UMN class-action lawsuit over student fee refunds during pandemic moves closer to trial – Twin Cities
A class-action lawsuit over pandemic-era student-fee refunds at the University of Minnesota is a step closer to trial after a judge rejected the U’s request to decide the case in its favor.
The two lead plaintiffs were Twin Cities students during the spring 2020 semester, when the U shut down the campus and moved classes online in hopes of slowing the spread of the coronavirus.
The U’s Board of Regents voted that spring to issue $35.4 million in refunds. They issued fully pro-rated refunds for housing, dining and parking contracts and various student fees. But students got back only half of their pro-rated fees for student government and student services and no refunds for those related to building improvements and football stadium debt.
Class representatives Steven Staubus and Patrick Hyatte argued that refunds were insufficient.
Hennepin County District Judge Laurie Miller in November certified the case as a class action, which means the case may ultimately lead to larger refunds for over 60,000 students throughout the five-campus system; the U is appealing the certification decision. And earlier this month, Miller mostly denied the U’s motion for summary judgment, which would have ended the case.
Miller noted that judges in similar pandemic-era cases have reached negative conclusions on the question of whether universities’ marketing materials and student handbooks create an “implied contract” with students over the level of services they can expect to receive. Federal courts in New York and Illinois sided with the schools, while a judge in Rhode Island favored the students at the summary judgment stage.
Miller said she found the Rhode Island judge more persuasive, writing that previous Minnesota cases have recognized that “communications between schools and students may give rise to implied contracts.” She added that the U’s own decision to issue partial refunds supports that conclusion.
The judge also declined to issue judgment on the students’ claims related to unjust enrichment.

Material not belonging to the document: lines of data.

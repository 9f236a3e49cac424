//! Configuration Module
//!
//! Registry configuration and process settings loaded from environment
//! variables.

use std::env;
use std::time::Duration;

use tracing::warn;

use crate::codec::{Compression, SerializationFormat};
use crate::store::DEFAULT_TIMEOUT;

// == Cache Definition ==
/// A cache created together with the registry.
#[derive(Debug, Clone, PartialEq, Eq)]
pub struct CacheDefinition {
    /// Bare partition name or `namespace:partition`
    pub name: String,
    /// TTL in seconds
    pub ttl: u32,
}

impl CacheDefinition {
    pub fn new(name: impl Into<String>, ttl: u32) -> Self {
        Self {
            name: name.into(),
            ttl,
        }
    }
}

// == Registry Config ==
/// Everything a `CacheRegistry` needs besides the backend connection.
#[derive(Debug, Clone, PartialEq)]
pub struct RegistryConfig {
    /// Namespace prefixed to bare cache names
    pub default_namespace: String,
    /// Partition of the default cache
    pub default_cache_name: String,
    /// TTL in seconds for caches created without one
    pub default_ttl: u32,
    pub format: SerializationFormat,
    pub compression: Compression,
    /// Caches created eagerly, after the default cache
    pub caches: Vec<CacheDefinition>,
    /// Timeout for every store operation except index builds
    pub operation_timeout: Duration,
}

impl Default for RegistryConfig {
    fn default() -> Self {
        Self {
            default_namespace: "cache".to_string(),
            default_cache_name: "default".to_string(),
            default_ttl: 1800,
            format: SerializationFormat::default(),
            compression: Compression::default(),
            caches: Vec::new(),
            operation_timeout: DEFAULT_TIMEOUT,
        }
    }
}

impl RegistryConfig {
    /// Loads registry settings from environment variables.
    ///
    /// # Environment Variables
    /// - `CACHE_DEFAULT_NAMESPACE` - Namespace for bare names (default: cache)
    /// - `CACHE_DEFAULT_NAME` - Default cache partition (default: default)
    /// - `CACHE_DEFAULT_TTL` - Default TTL in seconds (default: 1800)
    /// - `CACHE_FORMAT` - `bincode` or `json` (default: bincode)
    /// - `CACHE_COMPRESSION` - `none`, `zstd` or `zstd:<level>` (default: none)
    /// - `CACHE_PRECREATE` - Comma-separated `name=ttl` pairs
    /// - `CACHE_OP_TIMEOUT_MS` - Store operation timeout (default: 2000)
    pub fn from_env() -> Self {
        let defaults = Self::default();
        Self {
            default_namespace: env::var("CACHE_DEFAULT_NAMESPACE")
                .ok()
                .filter(|v| !v.is_empty())
                .unwrap_or(defaults.default_namespace),
            default_cache_name: env::var("CACHE_DEFAULT_NAME")
                .ok()
                .filter(|v| !v.is_empty())
                .unwrap_or(defaults.default_cache_name),
            default_ttl: env::var("CACHE_DEFAULT_TTL")
                .ok()
                .and_then(|v| v.parse().ok())
                .unwrap_or(defaults.default_ttl),
            format: env::var("CACHE_FORMAT")
                .ok()
                .and_then(|v| v.parse().ok())
                .unwrap_or(defaults.format),
            compression: env::var("CACHE_COMPRESSION")
                .ok()
                .and_then(|v| v.parse().ok())
                .unwrap_or(defaults.compression),
            caches: env::var("CACHE_PRECREATE")
                .map(|v| parse_cache_definitions(&v))
                .unwrap_or_default(),
            operation_timeout: env::var("CACHE_OP_TIMEOUT_MS")
                .ok()
                .and_then(|v| v.parse().ok())
                .map(Duration::from_millis)
                .unwrap_or(defaults.operation_timeout),
        }
    }

    /// Adds a cache to pre-create.
    pub fn with_cache(mut self, name: impl Into<String>, ttl: u32) -> Self {
        self.caches.push(CacheDefinition::new(name, ttl));
        self
    }
}

/// Parses `name=ttl,name=ttl`. Malformed entries are skipped.
pub fn parse_cache_definitions(raw: &str) -> Vec<CacheDefinition> {
    raw.split(',')
        .map(str::trim)
        .filter(|entry| !entry.is_empty())
        .filter_map(|entry| {
            let parsed = entry
                .rsplit_once('=')
                .and_then(|(name, ttl)| Some((name.trim(), ttl.trim().parse::<u32>().ok()?)))
                .filter(|(name, _)| !name.is_empty());
            if parsed.is_none() {
                warn!("Ignoring malformed cache definition '{}'", entry);
            }
            parsed.map(|(name, ttl)| CacheDefinition::new(name, ttl))
        })
        .collect()
}

// == Config ==
/// Process configuration for the server binary.
#[derive(Debug, Clone)]
pub struct Config {
    pub registry: RegistryConfig,
    /// HTTP server port
    pub server_port: u16,
    /// Background expiry sweep interval in seconds
    pub cleanup_interval: u64,
}

impl Config {
    /// Creates a new Config by loading values from environment variables.
    ///
    /// # Environment Variables
    /// - `SERVER_PORT` - HTTP server port (default: 3000)
    /// - `CLEANUP_INTERVAL` - Expiry sweep frequency in seconds (default: 1)
    /// - plus everything read by [`RegistryConfig::from_env`]
    pub fn from_env() -> Self {
        Self {
            registry: RegistryConfig::from_env(),
            server_port: env::var("SERVER_PORT")
                .ok()
                .and_then(|v| v.parse().ok())
                .unwrap_or(3000),
            cleanup_interval: env::var("CLEANUP_INTERVAL")
                .ok()
                .and_then(|v| v.parse().ok())
                .unwrap_or(1),
        }
    }
}

impl Default for Config {
    fn default() -> Self {
        Self {
            registry: RegistryConfig::default(),
            server_port: 3000,
            cleanup_interval: 1,
        }
    }
}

However, Miller did award summary judgment on a minor issue. Hyatte wanted his fees refunded for ensemble and applied music, but Miller found that would have required her to make a “subjective determination” about whether online music instruction was equivalent to in-person instruction, which is not allowed under Minnesota law.

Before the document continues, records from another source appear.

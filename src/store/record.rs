//! Record Module
//!
//! Keys, fields and records exchanged with the backend.

use std::collections::HashMap;
use std::fmt;

use chrono::{DateTime, Utc};

// == Record Key ==
/// Identifies one record: `(namespace, partition, key)`.
#[derive(Debug, Clone, PartialEq, Eq, Hash, PartialOrd, Ord)]
pub struct RecordKey {
    pub namespace: String,
    pub partition: String,
    pub key: String,
}

impl RecordKey {
    pub fn new(
        namespace: impl Into<String>,
        partition: impl Into<String>,
        key: impl Into<String>,
    ) -> Self {
        Self {
            namespace: namespace.into(),
            partition: partition.into(),
            key: key.into(),
        }
    }
}

impl fmt::Display for RecordKey {
    fn fmt(&self, f: &mut fmt::Formatter<'_>) -> fmt::Result {
        write!(f, "{}:{}:{}", self.namespace, self.partition, self.key)
    }
}

// == Field Value ==
/// Value held by one field of a record.
#[derive(Debug, Clone, PartialEq)]
pub enum FieldValue {
    String(String),
    Integer(i32),
    Long(i64),
    Blob(Vec<u8>),
    /// Write-only marker: removes the field instead of storing a value
    Nil,
}

impl FieldValue {
    /// Numeric view used by range filters.
    pub fn as_i64(&self) -> Option<i64> {
        match self {
            FieldValue::Integer(v) => Some(i64::from(*v)),
            FieldValue::Long(v) => Some(*v),
            _ => None,
        }
    }
}

impl From<&str> for FieldValue {
    fn from(value: &str) -> Self {
        FieldValue::String(value.to_string())
    }
}

impl From<String> for FieldValue {
    fn from(value: String) -> Self {
        FieldValue::String(value)
    }
}

impl From<i32> for FieldValue {
    fn from(value: i32) -> Self {
        FieldValue::Integer(value)
    }
}

impl From<i64> for FieldValue {
    fn from(value: i64) -> Self {
        FieldValue::Long(value)
    }
}

impl From<Vec<u8>> for FieldValue {
    fn from(value: Vec<u8>) -> Self {
        FieldValue::Blob(value)
    }
}

// == Bin ==
/// A named field to write.
#[derive(Debug, Clone, PartialEq)]
pub struct Bin {
    pub name: String,
    pub value: FieldValue,
}

impl Bin {
    pub fn new(name: impl Into<String>, value: impl Into<FieldValue>) -> Self {
        Self {
            name: name.into(),
            value: value.into(),
        }
    }

    /// A bin that deletes `name` when written.
    pub fn null(name: impl Into<String>) -> Self {
        Self {
            name: name.into(),
            value: FieldValue::Nil,
        }
    }
}

// == Record ==
/// A record as read back from the backend.
#[derive(Debug, Clone, PartialEq)]
pub struct Record {
    pub bins: HashMap<String, FieldValue>,
    /// Incremented on every write
    pub generation: u32,
    /// None = never expires
    pub expires_at: Option<DateTime<Utc>>,
}

impl Record {
    pub fn get(&self, name: &str) -> Option<&FieldValue> {
        self.bins.get(name)
    }

    pub fn get_str(&self, name: &str) -> Option<&str> {
        match self.bins.get(name) {
            Some(FieldValue::String(s)) => Some(s),
            _ => None,
        }
    }

    /// Reads an integer field, widening 32-bit values.
    pub fn get_long(&self, name: &str) -> Option<i64> {
        self.bins.get(name).and_then(FieldValue::as_i64)
    }

    pub fn get_int(&self, name: &str) -> Option<i32> {
        match self.bins.get(name) {
            Some(FieldValue::Integer(v)) => Some(*v),
            Some(FieldValue::Long(v)) => i32::try_from(*v).ok(),
            _ => None,
        }
    }

    pub fn get_blob(&self, name: &str) -> Option<&[u8]> {
        match self.bins.get(name) {
            Some(FieldValue::Blob(b)) => Some(b),
            _ => None,
        }
    }

    /// Remaining lifetime in whole seconds, or None if the record never expires.
    pub fn ttl(&self) -> Option<u64> {
        self.expires_at.map(|at| {
            let remaining = at.signed_duration_since(Utc::now()).num_seconds();
            remaining.max(0) as u64
        })
    }
}

#[cfg(test)]
mod tests {
    use super::*;

    fn record(bins: Vec<Bin>) -> Record {
        Record {
            bins: bins.into_iter().map(|b| (b.name, b.value)).collect(),
            generation: 1,
            expires_at: None,
        }
    }

    #[test]
    fn test_typed_accessors() {
        let r = record(vec![
            Bin::new("name", "alpha"),
            Bin::new("count", 7),
            Bin::new("big", 10_000_000_000i64),
            Bin::new("raw", vec![1u8, 2, 3]),
        ]);

        assert_eq!(r.get_str("name"), Some("alpha"));
        assert_eq!(r.get_int("count"), Some(7));
        assert_eq!(r.get_long("count"), Some(7));
        assert_eq!(r.get_long("big"), Some(10_000_000_000));
        assert_eq!(r.get_int("big"), None);
        assert_eq!(r.get_blob("raw"), Some(&[1u8, 2, 3][..]));
        assert_eq!(r.get_str("count"), None);
        assert!(r.get("missing").is_none());
    }

    #[test]
    fn test_ttl_without_expiration() {
        assert_eq!(record(vec![Bin::new("a", 1)]).ttl(), None);
    }

    #[test]
    fn test_ttl_counts_down() {
        let mut r = record(vec![Bin::new("a", 1)]);
        r.expires_at = Some(Utc::now() + chrono::Duration::seconds(60));
        let ttl = r.ttl().unwrap();
        assert!((59..=60).contains(&ttl));
    }

    #[test]
    fn test_key_display() {
        assert_eq!(RecordKey::new("cache", "ITF", "k1").to_string(), "cache:ITF:k1");
    }
}
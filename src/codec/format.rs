//! Serialization Format Module
//!
//! Byte encodings a codec can write values in.

use std::fmt;
use std::io::{Read, Write};
use std::str::FromStr;

use bincode::Options;
use serde::{de::DeserializeOwned, Serialize};

use crate::error::{CacheError, Result};

/// Largest bincode payload accepted in either direction. Length prefixes
/// beyond it fail before anything is allocated.
pub const MAX_PAYLOAD_BYTES: u64 = 64 * 1024 * 1024;

/// Legacy bincode layout (fixed-width integers, trailing bytes allowed)
/// with a size limit.
fn bincode_options() -> impl Options {
    bincode::DefaultOptions::new()
        .with_fixint_encoding()
        .allow_trailing_bytes()
        .with_limit(MAX_PAYLOAD_BYTES)
}

// == Serialization Format ==
/// Encoding used for cached payloads.
#[derive(Debug, Clone, Copy, Default, PartialEq, Eq)]
pub enum SerializationFormat {
    /// Compact binary encoding via bincode
    #[default]
    Bincode,
    /// JSON text via serde_json
    Json,
}

impl SerializationFormat {
    /// Serializes `value` into `writer`.
    pub fn write<W: Write, T: Serialize + ?Sized>(&self, writer: W, value: &T) -> Result<()> {
        match self {
            SerializationFormat::Bincode => bincode_options()
                .serialize_into(writer, value)
                .map_err(|e| CacheError::Serialization(e.to_string())),
            SerializationFormat::Json => serde_json::to_writer(writer, value)
                .map_err(|e| CacheError::Serialization(e.to_string())),
        }
    }

    /// Deserializes a `T` from `reader`.
    pub fn read<R: Read, T: DeserializeOwned>(&self, reader: R) -> Result<T> {
        match self {
            SerializationFormat::Bincode => bincode_options()
                .deserialize_from(reader)
                .map_err(|e| CacheError::Decode(e.to_string())),
            SerializationFormat::Json => {
                serde_json::from_reader(reader).map_err(|e| CacheError::Decode(e.to_string()))
            }
        }
    }
}

impl fmt::Display for SerializationFormat {
    fn fmt(&self, f: &mut fmt::Formatter<'_>) -> fmt::Result {
        match self {
            SerializationFormat::Bincode => write!(f, "bincode"),
            SerializationFormat::Json => write!(f, "json"),
        }
    }
}

impl FromStr for SerializationFormat {
    type Err = CacheError;

    fn from_str(s: &str) -> Result<Self> {
        match s.trim().to_ascii_lowercase().as_str() {
            "bincode" => Ok(SerializationFormat::Bincode),
            "json" => Ok(SerializationFormat::Json),
            other => Err(CacheError::InvalidArgument(format!(
                "unknown serialization format '{}'",
                other
            ))),
        }
    }
}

Miller wrote that her decision is not a finding that the U did anything wrong, adding that the pandemic “necessitated unprecedented measures to continue the educational mission of the University, without endangering those who work there and who are enrolled there.
“The Court merely finds that Plaintiffs have sufficient evidence to proceed on their contract and unjust enrichment claims, to test whether the University adequately refunded the Mandatory Fees paid by students for the 2020 spring semester,” she wrote. “As the University has admitted, Plaintiffs were entitled to receive something in exchange for those fees. And the University made partial refunds, which can be construed as a recognition by the University that it was not delivering what it promised when it collected the Mandatory Fees.”